▶ [DATA TO PROCESS]
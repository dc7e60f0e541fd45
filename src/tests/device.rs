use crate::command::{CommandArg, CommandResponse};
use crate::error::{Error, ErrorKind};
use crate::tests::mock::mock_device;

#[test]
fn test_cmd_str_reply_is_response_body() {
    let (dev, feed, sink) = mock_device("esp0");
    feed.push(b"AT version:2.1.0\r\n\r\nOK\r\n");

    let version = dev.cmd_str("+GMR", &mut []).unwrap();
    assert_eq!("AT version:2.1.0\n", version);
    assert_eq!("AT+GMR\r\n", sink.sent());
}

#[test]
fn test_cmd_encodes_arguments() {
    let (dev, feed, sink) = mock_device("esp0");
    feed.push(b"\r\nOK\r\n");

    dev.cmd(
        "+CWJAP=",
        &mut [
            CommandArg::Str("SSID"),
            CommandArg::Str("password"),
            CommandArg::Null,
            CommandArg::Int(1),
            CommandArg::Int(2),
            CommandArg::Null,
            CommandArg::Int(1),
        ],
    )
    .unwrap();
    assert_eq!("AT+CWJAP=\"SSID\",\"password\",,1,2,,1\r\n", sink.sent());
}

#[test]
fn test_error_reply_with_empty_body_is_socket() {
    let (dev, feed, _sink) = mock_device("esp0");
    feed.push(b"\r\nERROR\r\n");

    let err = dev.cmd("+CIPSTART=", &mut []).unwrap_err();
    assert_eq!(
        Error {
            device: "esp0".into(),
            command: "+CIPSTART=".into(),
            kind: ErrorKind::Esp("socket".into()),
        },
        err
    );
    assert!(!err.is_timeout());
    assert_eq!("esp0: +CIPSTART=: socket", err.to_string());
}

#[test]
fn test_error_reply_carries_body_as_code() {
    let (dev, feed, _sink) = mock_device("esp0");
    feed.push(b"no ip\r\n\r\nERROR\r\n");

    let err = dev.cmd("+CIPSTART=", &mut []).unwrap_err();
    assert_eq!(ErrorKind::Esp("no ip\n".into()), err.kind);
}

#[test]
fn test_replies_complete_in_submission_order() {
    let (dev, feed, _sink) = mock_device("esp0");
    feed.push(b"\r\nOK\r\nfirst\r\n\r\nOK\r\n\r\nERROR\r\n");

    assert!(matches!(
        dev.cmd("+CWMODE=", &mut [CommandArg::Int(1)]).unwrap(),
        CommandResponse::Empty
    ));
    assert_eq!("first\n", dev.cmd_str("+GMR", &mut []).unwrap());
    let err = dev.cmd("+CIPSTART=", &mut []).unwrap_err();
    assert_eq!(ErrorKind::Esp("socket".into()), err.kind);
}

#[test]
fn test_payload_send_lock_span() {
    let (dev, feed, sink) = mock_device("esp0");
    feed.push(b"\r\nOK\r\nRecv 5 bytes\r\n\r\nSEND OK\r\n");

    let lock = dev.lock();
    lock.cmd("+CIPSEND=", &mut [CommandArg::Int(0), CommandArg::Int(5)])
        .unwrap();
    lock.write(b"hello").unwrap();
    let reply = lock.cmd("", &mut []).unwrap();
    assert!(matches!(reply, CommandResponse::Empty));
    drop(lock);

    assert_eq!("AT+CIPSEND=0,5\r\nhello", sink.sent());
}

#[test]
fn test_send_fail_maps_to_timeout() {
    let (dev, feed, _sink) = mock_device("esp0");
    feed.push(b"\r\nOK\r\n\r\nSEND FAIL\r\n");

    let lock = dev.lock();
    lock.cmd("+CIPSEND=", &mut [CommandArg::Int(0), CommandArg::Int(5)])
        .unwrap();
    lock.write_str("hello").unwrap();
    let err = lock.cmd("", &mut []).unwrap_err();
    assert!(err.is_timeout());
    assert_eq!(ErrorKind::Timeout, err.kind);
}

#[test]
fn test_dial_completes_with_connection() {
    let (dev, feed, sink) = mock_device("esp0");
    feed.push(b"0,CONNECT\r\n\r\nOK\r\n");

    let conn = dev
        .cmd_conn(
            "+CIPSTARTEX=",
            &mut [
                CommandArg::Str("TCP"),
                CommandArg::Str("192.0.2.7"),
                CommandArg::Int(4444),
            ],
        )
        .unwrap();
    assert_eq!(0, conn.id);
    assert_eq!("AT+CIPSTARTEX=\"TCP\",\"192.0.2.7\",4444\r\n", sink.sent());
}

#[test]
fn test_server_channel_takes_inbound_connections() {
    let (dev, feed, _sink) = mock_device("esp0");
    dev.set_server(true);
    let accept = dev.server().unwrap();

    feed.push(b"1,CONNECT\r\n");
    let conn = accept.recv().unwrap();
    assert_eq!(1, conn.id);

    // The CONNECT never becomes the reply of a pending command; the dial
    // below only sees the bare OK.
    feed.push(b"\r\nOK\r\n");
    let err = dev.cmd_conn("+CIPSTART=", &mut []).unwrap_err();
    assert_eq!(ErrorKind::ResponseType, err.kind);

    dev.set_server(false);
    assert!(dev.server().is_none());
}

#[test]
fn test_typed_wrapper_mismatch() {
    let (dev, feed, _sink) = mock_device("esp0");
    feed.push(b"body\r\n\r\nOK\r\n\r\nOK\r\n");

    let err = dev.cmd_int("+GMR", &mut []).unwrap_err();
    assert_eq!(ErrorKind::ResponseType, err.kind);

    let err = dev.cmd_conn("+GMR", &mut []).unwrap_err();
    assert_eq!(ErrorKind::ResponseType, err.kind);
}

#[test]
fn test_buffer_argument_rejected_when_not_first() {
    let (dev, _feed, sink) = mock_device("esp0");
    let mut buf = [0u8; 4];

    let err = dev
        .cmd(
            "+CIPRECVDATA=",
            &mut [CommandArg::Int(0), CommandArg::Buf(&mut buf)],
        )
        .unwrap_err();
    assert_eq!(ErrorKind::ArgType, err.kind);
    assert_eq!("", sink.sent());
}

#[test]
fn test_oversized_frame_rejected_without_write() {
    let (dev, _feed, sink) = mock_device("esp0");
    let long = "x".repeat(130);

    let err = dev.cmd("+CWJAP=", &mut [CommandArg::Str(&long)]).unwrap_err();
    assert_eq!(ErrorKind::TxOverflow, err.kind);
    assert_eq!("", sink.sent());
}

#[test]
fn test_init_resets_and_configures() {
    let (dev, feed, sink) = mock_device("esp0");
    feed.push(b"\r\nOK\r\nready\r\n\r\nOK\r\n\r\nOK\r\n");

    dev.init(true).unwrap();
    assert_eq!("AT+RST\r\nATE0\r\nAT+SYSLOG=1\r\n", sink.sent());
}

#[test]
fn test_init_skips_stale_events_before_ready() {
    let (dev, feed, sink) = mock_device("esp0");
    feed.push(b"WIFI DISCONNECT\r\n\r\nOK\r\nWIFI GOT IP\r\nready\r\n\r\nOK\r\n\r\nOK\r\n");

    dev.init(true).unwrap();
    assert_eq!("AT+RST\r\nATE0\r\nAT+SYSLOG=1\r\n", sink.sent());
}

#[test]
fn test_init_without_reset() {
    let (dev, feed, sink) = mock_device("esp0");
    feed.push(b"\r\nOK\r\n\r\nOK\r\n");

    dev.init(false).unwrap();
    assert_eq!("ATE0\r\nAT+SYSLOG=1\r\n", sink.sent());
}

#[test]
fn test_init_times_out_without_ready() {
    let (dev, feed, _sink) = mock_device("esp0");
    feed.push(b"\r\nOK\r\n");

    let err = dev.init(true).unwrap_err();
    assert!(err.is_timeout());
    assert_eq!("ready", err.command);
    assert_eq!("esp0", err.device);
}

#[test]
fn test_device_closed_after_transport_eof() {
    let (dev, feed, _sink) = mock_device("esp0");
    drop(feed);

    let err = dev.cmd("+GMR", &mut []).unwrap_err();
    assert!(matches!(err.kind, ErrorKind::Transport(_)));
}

▶ [PROBLEM REQUIREMENTS] Output every entry exactly.

▶ [TASK RESPONSE]
repository dc7e60f0e541fd45
filename src/tests/device.rs
use crate::command::{CommandArg, CommandResponse};
use crate::error::{Error, ErrorKind};
use crate::tests::mock::mock_device;

#[test]
fn test_cmd_str_reply_is_response_body() {
    let (dev, feed, sink) = mock_device("esp0");
    feed.push(b"AT version:2.1.0\r\n\r\nOK\r\n");

    let version = dev.cmd_str("+GMR", &mut []).unwrap();
    assert_eq!("AT version:2.1.0\n", version);
    assert_eq!("AT+GMR\r\n", sink.sent());
}

#[test]
fn test_cmd_encodes_arguments() {
    let (dev, feed, sink) = mock_device("esp0");
    feed.push(b"\r\nOK\r\n");

    dev.cmd(
        "+CWJAP=",
        &mut [
            CommandArg::Str("SSID"),
            CommandArg::Str("password"),
            CommandArg::Null,
            CommandArg::Int(1),
            CommandArg::Int(2),
            CommandArg::Null,
            CommandArg::Int(1),
        ],
    )
    .unwrap();
    assert_eq!("AT+CWJAP=\"SSID\",\"password\",,1,2,,1\r\n", sink.sent());
}

#[test]
fn test_error_reply_with_empty_body_is_socket() {
    let (dev, feed, _sink) = mock_device("esp0");
    feed.push(b"\r\nERROR\r\n");

    let err = dev.cmd("+CIPSTART=", &mut []).unwrap_err();
    assert_eq!(
        Error {
            device: "esp0".into(),
            command: "+CIPSTART=".into(),
            kind: ErrorKind::Esp("socket".into()),
        },
        err
    );
    assert!(!err.is_timeout());
    assert_eq!("esp0: +CIPSTART=: socket", err.to_string());
}

#[test]
fn test_error_reply_carries_body_as_code() {
    let (dev, feed, _sink) = mock_device("esp0");
    feed.push(b"no ip\r\n\r\nERROR\r\n");

    let err = dev.cmd("+CIPSTART=", &mut []).unwrap_err();
    assert_eq!(ErrorKind::Esp("no ip\n".into()), err.kind);
}

#[test]
fn test_replies_complete_in_submission_order() {
    let (dev, feed, _sink) = mock_device("esp0");
    feed.push(b"\r\nOK\r\nfirst\r\n\r\nOK\r\n\r\nERROR\r\n");

    assert!(matches!(
        dev.cmd("+CWMODE=", &mut [CommandArg::Int(1)]).unwrap(),
        CommandResponse::Empty
    ));
    assert_eq!("first\n", dev.cmd_str("+GMR", &mut []).unwrap());
    let err = dev.cmd("+CIPSTART=", &mut []).unwrap_err();
    assert_eq!(ErrorKind::Esp("socket".into()), err.kind);
}

#[test]
fn test_payload_send_lock_span() {
    let (dev, feed, sink) = mock_device("esp0");
    feed.push(b"\r\nOK\r\nRecv 5 bytes\r\n\r\nSEND OK\r\n");

    let lock = dev.lock();
    lock.cmd("+CIPSEND=", &mut [CommandArg::Int(0), CommandArg::Int(5)])
        .unwrap();
    lock.write(b"hello").unwrap();
    let reply = lock.cmd("", &mut []).unwrap();
    assert!(matches!(reply, CommandResponse::Empty));
    drop(lock);

    assert_eq!("AT+CIPSEND=0,5\r\nhello", sink.sent());
}

#[test]
fn test_send_fail_maps_to_timeout() {
    let (dev, feed, _sink) = mock_device("esp0");
    feed.push(b"\r\nOK\r\n\r\nSEND FAIL\r\n");

    let lock = dev.lock();
    lock.cmd("+CIPSEND=", &mut [CommandArg::Int(0), CommandArg::Int(5)])
        .unwrap();
    lock.write_str("hello").unwrap();
    let err = lock.cmd("", &mut []).unwrap_err();
    assert!(err.is_timeout());
    assert_eq!(ErrorKind::Timeout, err.kind);
}

#[test]
fn test_dial_completes_with_connection() {
    let (dev, feed, sink) = mock_device("esp0");
    feed.push(b"0,CONNECT\r\n\r\nOK\r\n");

    let conn = dev
        .cmd_conn(
            "+CIPSTARTEX=",
            &mut [
                CommandArg::Str("TCP"),
                CommandArg::Str("192.0.2.7"),
                CommandArg::Int(4444),
            ],
        )
        .unwrap();
    assert_eq!(0, conn.id);
    assert_eq!("AT+CIPSTARTEX=\"TCP\",\"192.0.2.7\",4444\r\n", sink.sent());
}

#[test]
fn test_server_channel_takes_inbound_connections() {
    let (dev, feed, _sink) = mock_device("esp0");
    dev.set_server(true);
    let accept = dev.server().unwrap();

    feed.push(b"1,CONNECT\r\n");
    let conn = accept.recv().unwrap();
    assert_eq!(1, conn.id);

    // The CONNECT never becomes the reply of a pending command; the dial
    // below only sees the bare OK.
    feed.push(b"\r\nOK\r\n");
    let err = dev.cmd_conn("+CIPSTART=", &mut []).unwrap_err();
    assert_eq!(ErrorKind::ResponseType, err.kind);

    dev.set_server(false);
    assert!(dev.server().is_none());
}

#[test]
fn test_typed_wrapper_mismatch() {
    let (dev, feed, _sink) = mock_device("esp0");
    feed.push(b"body\r\n\r\nOK\r\n\r\nOK\r\n");

    let err = dev.cmd_int("+GMR", &mut []).unwrap_err();
    assert_eq!(ErrorKind::ResponseType, err.kind);

    let err = dev.cmd_conn("+GMR", &mut []).unwrap_err();
    assert_eq!(ErrorKind::ResponseType, err.kind);
}

#[test]
fn test_buffer_argument_rejected_when_not_first() {
    let (dev, _feed, sink) = mock_device("esp0");
    let mut buf = [0u8; 4];

    let err = dev
        .cmd(
            "+CIPRECVDATA=",
            &mut [CommandArg::Int(0), CommandArg::Buf(&mut buf)],
        )
        .unwrap_err();
    assert_eq!(ErrorKind::ArgType, err.kind);
    assert_eq!("", sink.sent());
}

#[test]
fn test_oversized_frame_rejected_without_write() {
    let (dev, _feed, sink) = mock_device("esp0");
    let long = "x".repeat(130);

    let err = dev.cmd("+CWJAP=", &mut [CommandArg::Str(&long)]).unwrap_err();
    assert_eq!(ErrorKind::TxOverflow, err.kind);
    assert_eq!("", sink.sent());
}

#[test]
fn test_init_resets_and_configures() {
    let (dev, feed, sink) = mock_device("esp0");
    feed.push(b"\r\nOK\r\nready\r\n\r\nOK\r\n\r\nOK\r\n");

    dev.init(true).unwrap();
    assert_eq!("AT+RST\r\nATE0\r\nAT+SYSLOG=1\r\n", sink.sent());
}

#[test]
fn test_init_skips_stale_events_before_ready() {
    let (dev, feed, sink) = mock_device("esp0");
    feed.push(b"WIFI DISCONNECT\r\n\r\nOK\r\nWIFI GOT IP\r\nready\r\n\r\nOK\r\n\r\nOK\r\n");

    dev.init(true).unwrap();
    assert_eq!("AT+RST\r\nATE0\r\nAT+SYSLOG=1\r\n", sink.sent());
}

#[test]
fn test_init_without_reset() {
    let (dev, feed, sink) = mock_device("esp0");
    feed.push(b"\r\nOK\r\n\r\nOK\r\n");

    dev.init(false).unwrap();
    assert_eq!("ATE0\r\nAT+SYSLOG=1\r\n", sink.sent());
}

#[test]
fn test_init_times_out_without_ready() {
    let (dev, feed, _sink) = mock_device("esp0");
    feed.push(b"\r\nOK\r\n");

    let err = dev.init(true).unwrap_err();
    assert!(err.is_timeout());
    assert_eq!("ready", err.command);
    assert_eq!("esp0", err.device);
}

#[test]
fn test_device_closed_after_transport_eof() {
    let (dev, feed, _sink) = mock_device("esp0");
    drop(feed);

    let err = dev.cmd("+GMR", &mut []).unwrap_err();
    assert!(matches!(err.kind, ErrorKind::Transport(_)));
}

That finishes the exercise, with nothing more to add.